*** Opening Exercise inputs ***

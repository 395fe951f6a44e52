use std::sync::Arc;

use async_trait::async_trait;
use serde::Deserialize;

use crate::cloud::{
    CloudApiClient, CloudConnector, CloudInstance, CloudManagedService, CloudSecurityGroup,
    CloudSubnet, CloudVpc, CloudWorkload,
};
use crate::config::ConnectorConfig;
use crate::connector::Connector;
use crate::error::ConnectorError;
use crate::http::{authed_client, map_error_response};
use crate::retry::with_retry;
use crate::secret::SecretStore;

#[derive(Deserialize)]
struct VmDto {
    vm_id: String,
    private_ip_address: String,
    computer_name: Option<String>,
    os_type: Option<String>,
    vnet_id: Option<String>,
    subnet_id: Option<String>,
    #[serde(default)]
    tags: Vec<String>,
}

#[derive(Deserialize)]
struct VnetDto {
    vnet_id: String,
    address_space: Option<String>,
    #[serde(default)]
    has_public_ip_prefix: bool,
}

#[derive(Deserialize)]
struct SubnetDto {
    subnet_id: String,
    vnet_id: String,
    address_prefix: String,
    #[serde(default)]
    default_outbound_access: bool,
}

#[derive(Deserialize)]
struct NsgDto {
    nsg_id: String,
    name: String,
    #[serde(default)]
    attached_vm_ids: Vec<String>,
    #[serde(default)]
    security_rules: serde_json::Value,
}

#[derive(Deserialize)]
struct SqlDatabaseDto {
    database_id: String,
    name: String,
    port: u16,
    #[serde(default)]
    hosting_vm_id: Option<String>,
    #[serde(default)]
    public_network_access_enabled: bool,
}

#[derive(Deserialize)]
struct StorageAccountDto {
    account_name: String,
}

#[derive(Deserialize)]
struct AksClusterDto {
    cluster_name: String,
}

#[derive(Deserialize)]
struct FunctionAppDto {
    function_app_name: String,
}

/// Talks to an Azure Resource Manager-shaped REST facade (VMs, VNets,
/// subnets, NSGs, SQL databases).
pub struct ReqwestAzureApiClient {
    http: reqwest::Client,
    base_url: String,
}

impl ReqwestAzureApiClient {
    pub fn new(base_url: String, secret: &crate::secret::Secret) -> Result<Self, ConnectorError> {
        Ok(Self {
            http: authed_client(secret)?,
            base_url,
        })
    }

    async fn get<T: serde::de::DeserializeOwned>(&self, path: &str) -> Result<Vec<T>, ConnectorError> {
        with_retry(|| async {
            let response = self
                .http
                .get(format!("{}{}", self.base_url, path))
                .send()
                .await
                .map_err(|e| ConnectorError::Transient(e.to_string()))?;
            if !response.status().is_success() {
                return Err(map_error_response(response).await);
            }
            response
                .json::<Vec<T>>()
                .await
                .map_err(|e| ConnectorError::Terminal(e.to_string()))
        })
        .await
    }
}

#[async_trait]
impl CloudApiClient for ReqwestAzureApiClient {
    async fn list_instances(&self, region: &str) -> Result<Vec<CloudInstance>, ConnectorError> {
        let dtos: Vec<VmDto> = self.get(&format!("/{region}/virtualMachines")).await?;
        Ok(dtos
            .into_iter()
            .map(|d| CloudInstance {
                id: d.vm_id,
                ip: d.private_ip_address,
                hostname: d.computer_name,
                os: d.os_type,
                vpc_id: d.vnet_id,
                subnet_id: d.subnet_id,
                tags: d.tags,
            })
            .collect())
    }

    async fn list_vpcs(&self, region: &str) -> Result<Vec<CloudVpc>, ConnectorError> {
        let dtos: Vec<VnetDto> = self.get(&format!("/{region}/virtualNetworks")).await?;
        Ok(dtos
            .into_iter()
            .map(|d| CloudVpc {
                id: d.vnet_id,
                cidr: d.address_space,
                is_public: d.has_public_ip_prefix,
            })
            .collect())
    }

    async fn list_subnets(&self, region: &str) -> Result<Vec<CloudSubnet>, ConnectorError> {
        let dtos: Vec<SubnetDto> = self.get(&format!("/{region}/subnets")).await?;
        Ok(dtos
            .into_iter()
            .map(|d| CloudSubnet {
                id: d.subnet_id,
                vpc_id: d.vnet_id,
                cidr: d.address_prefix,
                is_public: d.default_outbound_access,
            })
            .collect())
    }

    async fn list_security_groups(
        &self,
        region: &str,
    ) -> Result<Vec<CloudSecurityGroup>, ConnectorError> {
        let dtos: Vec<NsgDto> = self
            .get(&format!("/{region}/networkSecurityGroups"))
            .await?;
        Ok(dtos
            .into_iter()
            .map(|d| CloudSecurityGroup {
                id: d.nsg_id,
                name: d.name,
                attached_instance_ids: d.attached_vm_ids,
                rules: d.security_rules,
            })
            .collect())
    }

    async fn list_managed_services(
        &self,
        region: &str,
    ) -> Result<Vec<CloudManagedService>, ConnectorError> {
        let dtos: Vec<SqlDatabaseDto> = self.get(&format!("/{region}/sqlDatabases")).await?;
        Ok(dtos
            .into_iter()
            .map(|d| CloudManagedService {
                id: d.database_id,
                name: d.name,
                port: d.port,
                attached_instance_id: d.hosting_vm_id,
                publicly_accessible: d.public_network_access_enabled,
            })
            .collect())
    }

    async fn list_storage_buckets(&self, region: &str) -> Result<Vec<CloudWorkload>, ConnectorError> {
        let dtos: Vec<StorageAccountDto> = self.get(&format!("/{region}/storageAccounts")).await?;
        Ok(dtos
            .into_iter()
            .map(|d| CloudWorkload {
                id: d.account_name.clone(),
                name: d.account_name,
                app_type: "object-storage-bucket",
            })
            .collect())
    }

    async fn list_container_clusters(
        &self,
        region: &str,
    ) -> Result<Vec<CloudWorkload>, ConnectorError> {
        let dtos: Vec<AksClusterDto> = self.get(&format!("/{region}/aksClusters")).await?;
        Ok(dtos
            .into_iter()
            .map(|d| CloudWorkload {
                id: d.cluster_name.clone(),
                name: d.cluster_name,
                app_type: "container-cluster",
            })
            .collect())
    }

    async fn list_serverless_functions(
        &self,
        region: &str,
    ) -> Result<Vec<CloudWorkload>, ConnectorError> {
        let dtos: Vec<FunctionAppDto> = self.get(&format!("/{region}/functionApps")).await?;
        Ok(dtos
            .into_iter()
            .map(|d| CloudWorkload {
                id: d.function_app_name.clone(),
                name: d.function_app_name,
                app_type: "serverless-function",
            })
            .collect())
    }
}

pub fn connector(
    config: ConnectorConfig,
    secret_store: Arc<dyn SecretStore>,
) -> Result<impl Connector, ConnectorError> {
    let secret = secret_store.resolve(&config.credential_ref)?;
    let base_url = config
        .base_url
        .clone()
        .unwrap_or_else(|| "https://azure-gateway.internal".to_string());
    let client = ReqwestAzureApiClient::new(base_url, &secret)?;
    Ok(CloudConnector::new("azure", config, Arc::new(client)))
}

*** Closing Exercise inputs ***

◆ Exercise details
Using the entries above, quote each line verbatim from the first through the line that contains "use crate::error::ConnectorError;".

◆ Response below
repository 395fe951f6a44e52
use std::sync::Arc;

use async_trait::async_trait;
use serde::Deserialize;

use crate::cloud::{
    CloudApiClient, CloudConnector, CloudInstance, CloudManagedService, CloudSecurityGroup,
    CloudSubnet, CloudVpc, CloudWorkload,
};
use crate::config::ConnectorConfig;
use crate::connector::Connector;
use crate::error::ConnectorError;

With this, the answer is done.